Collected data entries
=======
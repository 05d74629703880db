//! Part bodies and the reader that wraps them for one transfer attempt

use crate::limiter::RateLimiter;
use crate::progress::{DataTransferListener, DataTransferStatus, DataTransferType};
use parcel_core::{Crc64, ParcelError, Result};
use pin_project::pin_project;
use std::future::Future;
use std::io::{self, SeekFrom};
use std::pin::Pin;
use std::sync::Arc;
use std::task::{ready, Context, Poll};
use tokio::io::{AsyncRead, AsyncSeek, AsyncSeekExt, ReadBuf};
use tokio::time::Sleep;

/// A byte source that can be repositioned
pub trait SeekableSource: AsyncRead + AsyncSeek + Send + Unpin {}

impl<T: AsyncRead + AsyncSeek + Send + Unpin + ?Sized> SeekableSource for T {}

/// Caller-owned source of one part's bytes
///
/// The variant decides how failures are retried: a seekable body is rewound
/// to its starting position before every retry, a plain stream is not.
pub enum PartBody<'a> {
    Seekable(&'a mut dyn SeekableSource),
    Stream(&'a mut (dyn AsyncRead + Send + Unpin)),
}

impl<'a> PartBody<'a> {
    pub fn seekable(source: &'a mut dyn SeekableSource) -> Self {
        PartBody::Seekable(source)
    }

    pub fn stream(source: &'a mut (dyn AsyncRead + Send + Unpin)) -> Self {
        PartBody::Stream(source)
    }

    pub fn is_seekable(&self) -> bool {
        matches!(self, PartBody::Seekable(_))
    }

    /// Current position of a seekable body
    pub async fn position(&mut self) -> Result<Option<u64>> {
        match self {
            PartBody::Seekable(source) => Ok(Some(source.stream_position().await?)),
            PartBody::Stream(_) => Ok(None),
        }
    }

    /// Move a seekable body back to `position`; streams are left alone
    pub async fn rewind_to(&mut self, position: u64) -> Result<()> {
        if let PartBody::Seekable(source) = self {
            source.seek(SeekFrom::Start(position)).await?;
        }
        Ok(())
    }

    /// Number of bytes this part will carry
    ///
    /// A declared length wins. Otherwise a seekable body measures the bytes
    /// between its current position and its end, and leaves the position
    /// unchanged; a stream's length is unknown, which is an input error.
    pub async fn resolve_length(&mut self, declared: Option<u64>) -> Result<u64> {
        let length = match (declared, &mut *self) {
            (Some(length), _) => length,
            (None, PartBody::Seekable(source)) => {
                let current = source.stream_position().await?;
                let end = source.seek(SeekFrom::End(0)).await?;
                source.seek(SeekFrom::Start(current)).await?;
                end.saturating_sub(current)
            }
            (None, PartBody::Stream(_)) => {
                return Err(ParcelError::invalid_input(
                    "content length is required for a non-seekable part body",
                ))
            }
        };

        if length == 0 {
            return Err(ParcelError::invalid_input("part content length must be positive"));
        }
        Ok(length)
    }
}

impl AsyncRead for PartBody<'_> {
    fn poll_read(
        self: Pin<&mut Self>,
        cx: &mut Context<'_>,
        buf: &mut ReadBuf<'_>,
    ) -> Poll<io::Result<()>> {
        match self.get_mut() {
            PartBody::Seekable(source) => Pin::new(&mut **source).poll_read(cx, buf),
            PartBody::Stream(source) => Pin::new(&mut **source).poll_read(cx, buf),
        }
    }
}

/// Reader handed to the transport for one attempt
///
/// Reads at most `length` bytes from the inner source. Every read is
/// throttled by the rate limiter, reported to the listener, and folded into
/// the checksum, in that order. A source ending before `length` bytes fails
/// with [`io::ErrorKind::UnexpectedEof`].
#[pin_project]
pub struct WrappedContent<R> {
    #[pin]
    inner: R,
    total: u64,
    consumed: u64,
    crc: Option<Crc64>,
    listener: Option<Arc<dyn DataTransferListener>>,
    limiter: Option<Arc<dyn RateLimiter>>,
    delay: Option<Pin<Box<Sleep>>>,
    allowance: u64,
    /// Holds reads capped below the caller's buffer size
    scratch: Vec<u8>,
    started: bool,
    finished: bool,
}

impl<R: AsyncRead> WrappedContent<R> {
    pub fn new(inner: R, length: u64) -> Self {
        WrappedContent {
            inner,
            total: length,
            consumed: 0,
            crc: None,
            listener: None,
            limiter: None,
            delay: None,
            allowance: 0,
            scratch: Vec::new(),
            started: false,
            finished: false,
        }
    }

    /// Accumulate a CRC-64 of the bytes read
    pub fn with_checksum(mut self, enabled: bool) -> Self {
        self.crc = enabled.then(Crc64::new);
        self
    }

    pub fn with_listener(mut self, listener: Option<Arc<dyn DataTransferListener>>) -> Self {
        self.listener = listener;
        self
    }

    pub fn with_rate_limiter(mut self, limiter: Option<Arc<dyn RateLimiter>>) -> Self {
        self.limiter = limiter;
        self
    }

    pub fn consumed(&self) -> u64 {
        self.consumed
    }

    pub fn total(&self) -> u64 {
        self.total
    }

    /// CRC of the bytes read so far, when checksumming is enabled
    pub fn checksum(&self) -> Option<u64> {
        self.crc.as_ref().map(Crc64::value)
    }

    /// Report the attempt as failed unless it already finished
    pub fn report_failed(&mut self) {
        if !self.finished {
            self.finished = true;
            notify(&self.listener, self.consumed, self.total, 0, DataTransferType::Failed);
        }
    }
}

fn notify(
    listener: &Option<Arc<dyn DataTransferListener>>,
    consumed: u64,
    total: u64,
    once: u64,
    transfer_type: DataTransferType,
) {
    if let Some(listener) = listener {
        listener.on_transfer(&DataTransferStatus {
            consumed_bytes: consumed,
            total_bytes: total,
            rw_once_bytes: once,
            transfer_type,
        });
    }
}

impl<R: AsyncRead> AsyncRead for WrappedContent<R> {
    fn poll_read(
        self: Pin<&mut Self>,
        cx: &mut Context<'_>,
        buf: &mut ReadBuf<'_>,
    ) -> Poll<io::Result<()>> {
        let this = self.project();

        let remaining = *this.total - *this.consumed;
        if remaining == 0 || buf.remaining() == 0 {
            return Poll::Ready(Ok(()));
        }

        if !*this.started {
            *this.started = true;
            notify(this.listener, 0, *this.total, 0, DataTransferType::Started);
        }

        let mut want = remaining.min(buf.remaining() as u64);
        if let Some(limiter) = this.limiter.as_ref() {
            while *this.allowance == 0 {
                if let Some(delay) = this.delay.as_mut() {
                    ready!(delay.as_mut().poll(cx));
                    *this.delay = None;
                }
                match limiter.acquire(want) {
                    Ok(granted) => *this.allowance = granted.clamp(1, want),
                    Err(wait) => *this.delay = Some(Box::pin(tokio::time::sleep(wait))),
                }
            }
            want = want.min(*this.allowance);
        }

        let filled_before = buf.filled().len();
        let direct = want as usize >= buf.remaining();
        let polled = if direct {
            this.inner
                .poll_read(cx, buf)
                .map_ok(|()| buf.filled().len() - filled_before)
        } else {
            this.scratch.resize(want as usize, 0);
            let mut limited = ReadBuf::new(&mut this.scratch[..]);
            this.inner
                .poll_read(cx, &mut limited)
                .map_ok(|()| limited.filled().len())
        };
        let n = match polled {
            Poll::Pending => return Poll::Pending,
            Poll::Ready(Err(e)) => {
                *this.finished = true;
                notify(this.listener, *this.consumed, *this.total, 0, DataTransferType::Failed);
                return Poll::Ready(Err(e));
            }
            Poll::Ready(Ok(n)) => n,
        };

        if n == 0 {
            *this.finished = true;
            notify(this.listener, *this.consumed, *this.total, 0, DataTransferType::Failed);
            return Poll::Ready(Err(io::Error::new(
                io::ErrorKind::UnexpectedEof,
                format!(
                    "part body ended after {} of {} bytes",
                    this.consumed, this.total
                ),
            )));
        }

        if !direct {
            buf.put_slice(&this.scratch[..n]);
        }

        if let Some(crc) = this.crc.as_mut() {
            crc.update(&buf.filled()[filled_before..filled_before + n]);
        }
        if this.limiter.is_some() {
            *this.allowance -= n as u64;
        }
        *this.consumed += n as u64;
        notify(this.listener, *this.consumed, *this.total, n as u64, DataTransferType::Rw);

        if *this.consumed == *this.total {
            *this.finished = true;
            notify(this.listener, *this.consumed, *this.total, 0, DataTransferType::Succeed);
        }

        Poll::Ready(Ok(()))
    }
}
=======
Please retype the top of the data exactly, down to and including the line that holds "pub enum PartBody<'a>", and nothing further.

repository 05d74629703880db
//! Part bodies and the reader that wraps them for one transfer attempt

use crate::limiter::RateLimiter;
use crate::progress::{DataTransferListener, DataTransferStatus, DataTransferType};
use parcel_core::{Crc64, ParcelError, Result};
use pin_project::pin_project;
use std::future::Future;
use std::io::{self, SeekFrom};
use std::pin::Pin;
use std::sync::Arc;
use std::task::{ready, Context, Poll};
use tokio::io::{AsyncRead, AsyncSeek, AsyncSeekExt, ReadBuf};
use tokio::time::Sleep;

/// A byte source that can be repositioned
pub trait SeekableSource: AsyncRead + AsyncSeek + Send + Unpin {}

impl<T: AsyncRead + AsyncSeek + Send + Unpin + ?Sized> SeekableSource for T {}

/// Caller-owned source of one part's bytes
///
/// The variant decides how failures are retried: a seekable body is rewound
/// to its starting position before every retry, a plain stream is not.
pub enum PartBody<'a> {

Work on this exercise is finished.